Date of Award

5-2023

Document Type

Thesis

Degree Name

Master of Arts (MA)

Department

English

Committee Chair/Advisor

Dr. Kimberly Manganelli

Committee Member

Dr. Cameron Bushnell

Committee Member

Dr. Clare Mullaney

Abstract

Through a comparison of Charlotte Brontë’s novel Jane Eyre and Jean Rhys’s novel Wide Sargasso Sea, I explore the connection between the physical spaces the female protagonists of these novels have access to and the effects these spaces have on their mental states. This analysis is framed around how these two female characters interact with the physical spaces that are accessible to them and how these spaces allow them to gain or strip them of autonomy.
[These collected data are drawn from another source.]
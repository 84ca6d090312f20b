//! Per-frame and per-clip acoustic indicators

use serde::Serialize;
use tracing::debug;

use super::frame::{hann_window, FrameSet};
use super::AnalysisConfig;
use crate::audio::Waveform;
use crate::error::WellnessError;

/// Added under the square root so pure silence has a defined RMS
const RMS_EPSILON: f64 = 1e-12;

/// Frames at or below this RMS are digital silence and always count as pauses
const SILENCE_FLOOR: f64 = 1e-5;

/// Centred samples within this distance of zero mean a flat frame
const FLAT_TOLERANCE: f64 = 1e-8;

/// Clip-level acoustic features
///
/// Every field is always defined; a clip with no voiced frames reports 0.0
/// for both pitch statistics.
#[derive(Debug, Clone, Copy, PartialEq, Default, Serialize)]
pub struct FeatureVector {
    /// Mean windowed-frame RMS energy
    pub energy_mean: f64,
    /// Population standard deviation of frame RMS energy
    pub energy_spread: f64,
    /// Mean frame zero-crossing rate
    pub zcr_mean: f64,
    /// Fraction of frames quieter than half the clip's median energy
    pub pause_ratio: f64,
    /// Mean pitch (Hz) over frames that produced one
    pub pitch_mean: f64,
    /// Population standard deviation of pitch (Hz)
    pub pitch_spread: f64,
}

/// `sqrt(mean(x^2) + ε)`
pub fn rms(frame: &[f32]) -> f64 {
    if frame.is_empty() {
        return RMS_EPSILON.sqrt();
    }
    let sum: f64 = frame.iter().map(|&s| (s as f64) * (s as f64)).sum();
    (sum / frame.len() as f64 + RMS_EPSILON).sqrt()
}

/// Fraction of adjacent sample pairs whose sign differs; zero counts as positive
pub fn zero_crossing_rate(frame: &[f32]) -> f64 {
    if frame.len() < 2 {
        return 0.0;
    }
    let crossings = frame
        .windows(2)
        .filter(|pair| (pair[0] >= 0.0) != (pair[1] >= 0.0))
        .count();
    crossings as f64 / (frame.len() - 1) as f64
}

/// Fraction of frames whose energy falls below half the median frame energy
pub fn pause_ratio(energies: &[f64]) -> f64 {
    if energies.is_empty() {
        return 0.0;
    }
    let threshold = 0.5 * median(energies);
    let pauses = energies
        .iter()
        .filter(|&&e| e < threshold || e <= SILENCE_FLOOR)
        .count();
    pauses as f64 / energies.len() as f64
}

/// Autocorrelation pitch estimate restricted to `[min_hz, max_hz]`
///
/// Returns `None` for flat frames and for frames too short to hold the
/// longest lag in the band.
pub fn estimate_pitch(frame: &[f32], sample_rate: u32, min_hz: f64, max_hz: f64) -> Option<f64> {
    if frame.is_empty() || sample_rate == 0 || min_hz <= 0.0 || max_hz <= 0.0 {
        return None;
    }

    let mean = frame.iter().map(|&s| s as f64).sum::<f64>() / frame.len() as f64;
    let centred: Vec<f64> = frame.iter().map(|&s| s as f64 - mean).collect();
    if centred.iter().all(|s| s.abs() <= FLAT_TOLERANCE) {
        return None;
    }

    let max_lag = (sample_rate as f64 / min_hz) as usize;
    let min_lag = (sample_rate as f64 / max_hz) as usize;
    if max_lag <= min_lag || max_lag >= centred.len() {
        return None;
    }

    let energy = autocorrelation(&centred, 0);
    if energy <= 0.0 || !energy.is_finite() {
        return None;
    }

    let mut best_lag = min_lag;
    let mut best = f64::NEG_INFINITY;
    for lag in min_lag..max_lag {
        let corr = autocorrelation(&centred, lag) / energy;
        if corr > best {
            best = corr;
            best_lag = lag;
        }
    }

    if best_lag == 0 {
        return None;
    }
    let freq = sample_rate as f64 / best_lag as f64;
    freq.is_finite().then_some(freq)
}

fn autocorrelation(x: &[f64], lag: usize) -> f64 {
    x.iter().zip(&x[lag..]).map(|(a, b)| a * b).sum()
}

fn mean(values: &[f64]) -> f64 {
    if values.is_empty() {
        return 0.0;
    }
    values.iter().sum::<f64>() / values.len() as f64
}

fn std_dev(values: &[f64]) -> f64 {
    if values.is_empty() {
        return 0.0;
    }
    let m = mean(values);
    let var = values.iter().map(|v| (v - m) * (v - m)).sum::<f64>() / values.len() as f64;
    var.sqrt()
}

fn median(values: &[f64]) -> f64 {
    if values.is_empty() {
        return 0.0;
    }
    let mut sorted = values.to_vec();
    sorted.sort_by(|a, b| a.total_cmp(b));
    let mid = sorted.len() / 2;
    if sorted.len() % 2 == 0 {
        0.5 * (sorted[mid - 1] + sorted[mid])
    } else {
        sorted[mid]
    }
}

/// Frames a waveform and computes its [`FeatureVector`]
#[derive(Debug, Clone)]
pub struct FeatureExtractor {
    config: AnalysisConfig,
}

impl FeatureExtractor {
    pub fn new(config: AnalysisConfig) -> Self {
        Self { config }
    }

    pub fn config(&self) -> &AnalysisConfig {
        &self.config
    }

    pub fn extract(&self, waveform: &Waveform) -> Result<FeatureVector, WellnessError> {
        if waveform.is_empty() {
            return Err(WellnessError::EmptyAudio);
        }

        let rate = waveform.sample_rate;
        let frame_len = self.config.frame_len(rate);
        let hop_len = self.config.hop_len(rate);

        let mut frames = FrameSet::frame(waveform, frame_len, hop_len)?;
        frames.apply_window(&hann_window(frame_len));

        let energies: Vec<f64> = frames.iter().map(rms).collect();
        let zcrs: Vec<f64> = frames.iter().map(zero_crossing_rate).collect();

        let step = self.config.pitch_step_frames(rate);
        let pitches: Vec<f64> = frames
            .iter()
            .step_by(step)
            .filter_map(|frame| {
                estimate_pitch(
                    frame,
                    rate,
                    self.config.pitch_min_hz,
                    self.config.pitch_max_hz,
                )
            })
            .collect();

        let features = FeatureVector {
            energy_mean: mean(&energies),
            energy_spread: std_dev(&energies),
            zcr_mean: mean(&zcrs),
            pause_ratio: pause_ratio(&energies),
            pitch_mean: mean(&pitches),
            pitch_spread: std_dev(&pitches),
        };

        debug!(
            "Extracted features from {} frames ({} voiced pitch samples): {:?}",
            frames.len(),
            pitches.len(),
            features
        );

        Ok(features)
    }
}

#[cfg(test)]
mod tests {
    use super::*;

    fn sine(freq: f64, amplitude: f64, rate: u32, len: usize) -> Vec<f32> {
        (0..len)
            .map(|n| (amplitude * (2.0 * std::f64::consts::PI * freq * n as f64 / rate as f64).sin()) as f32)
            .collect()
    }

    #[test]
    fn test_rms_of_silence_is_defined() {
        let value = rms(&[0.0; 64]);
        assert!(value > 0.0);
        assert!((value - 1e-6).abs() < 1e-12);
    }

    #[test]
    fn test_rms_of_constant() {
        assert!((rms(&[0.5; 16]) - 0.5).abs() < 1e-9);
    }

    #[test]
    fn test_zcr_counts_zero_as_positive() {
        // + 0 - 0 + : crossings at 0->-, -->0
        assert!((zero_crossing_rate(&[1.0, 0.0, -1.0, 0.0, 1.0]) - 0.5).abs() < 1e-12);
        assert_eq!(zero_crossing_rate(&[0.0; 8]), 0.0);
        assert_eq!(zero_crossing_rate(&[1.0, -1.0, 1.0]), 1.0);
    }

    #[test]
    fn test_median_even_and_odd() {
        assert_eq!(median(&[3.0, 1.0, 2.0]), 2.0);
        assert_eq!(median(&[4.0, 1.0, 3.0, 2.0]), 2.5);
    }

    #[test]
    fn test_pause_ratio_is_relative_to_median() {
        let loud = [0.2, 0.2, 0.2, 0.01];
        assert!((pause_ratio(&loud) - 0.25).abs() < 1e-12);

        // Same shape at a tenth of the gain gives the same ratio
        let quiet: Vec<f64> = loud.iter().map(|e| e * 0.1).collect();
        assert!((pause_ratio(&quiet) - 0.25).abs() < 1e-12);
    }

    #[test]
    fn test_pause_ratio_of_silence() {
        assert_eq!(pause_ratio(&[1e-6; 10]), 1.0);
    }

    #[test]
    fn test_pitch_of_pure_tone() {
        let frame = sine(200.0, 0.5, 16000, 512);
        let pitch = estimate_pitch(&frame, 16000, 50.0, 400.0).unwrap();
        assert!((pitch - 200.0).abs() < 5.0, "pitch was {}", pitch);
    }

    #[test]
    fn test_pitch_of_flat_frame_is_none() {
        assert!(estimate_pitch(&[0.0; 512], 16000, 50.0, 400.0).is_none());
        // DC offset is removed before the flatness check
        assert!(estimate_pitch(&[0.3; 512], 16000, 50.0, 400.0).is_none());
    }

    #[test]
    fn test_pitch_needs_room_for_longest_lag() {
        let frame = sine(200.0, 0.5, 16000, 256);
        assert!(estimate_pitch(&frame, 16000, 50.0, 400.0).is_none());
    }
}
By basing this analysis on the ideals and values that women were expected to display and uphold in Victorian society, I compare and contrast the narratives of Brontë’s Jane Eyre and Rhys’s Antoinette Cosway, the proper English woman and the Creole woman, to depict the influence of physical space on the mental state of these female characters. Jane’s ability to move throughout the physical spaces within her narrative enables her to maintain her sense of self and construct a sound identity that allows her free choice. While Antionette’s identity is dependent on her existence within the West Indies, her removal from this location strips her of this identity, thus, rendering her choiceless once the unnamed man brings her to England. As these two women differ from one another in class standing, financial wealth, racial identity, and family ties, they are granted or denied access to entirely different spaces within their narratives.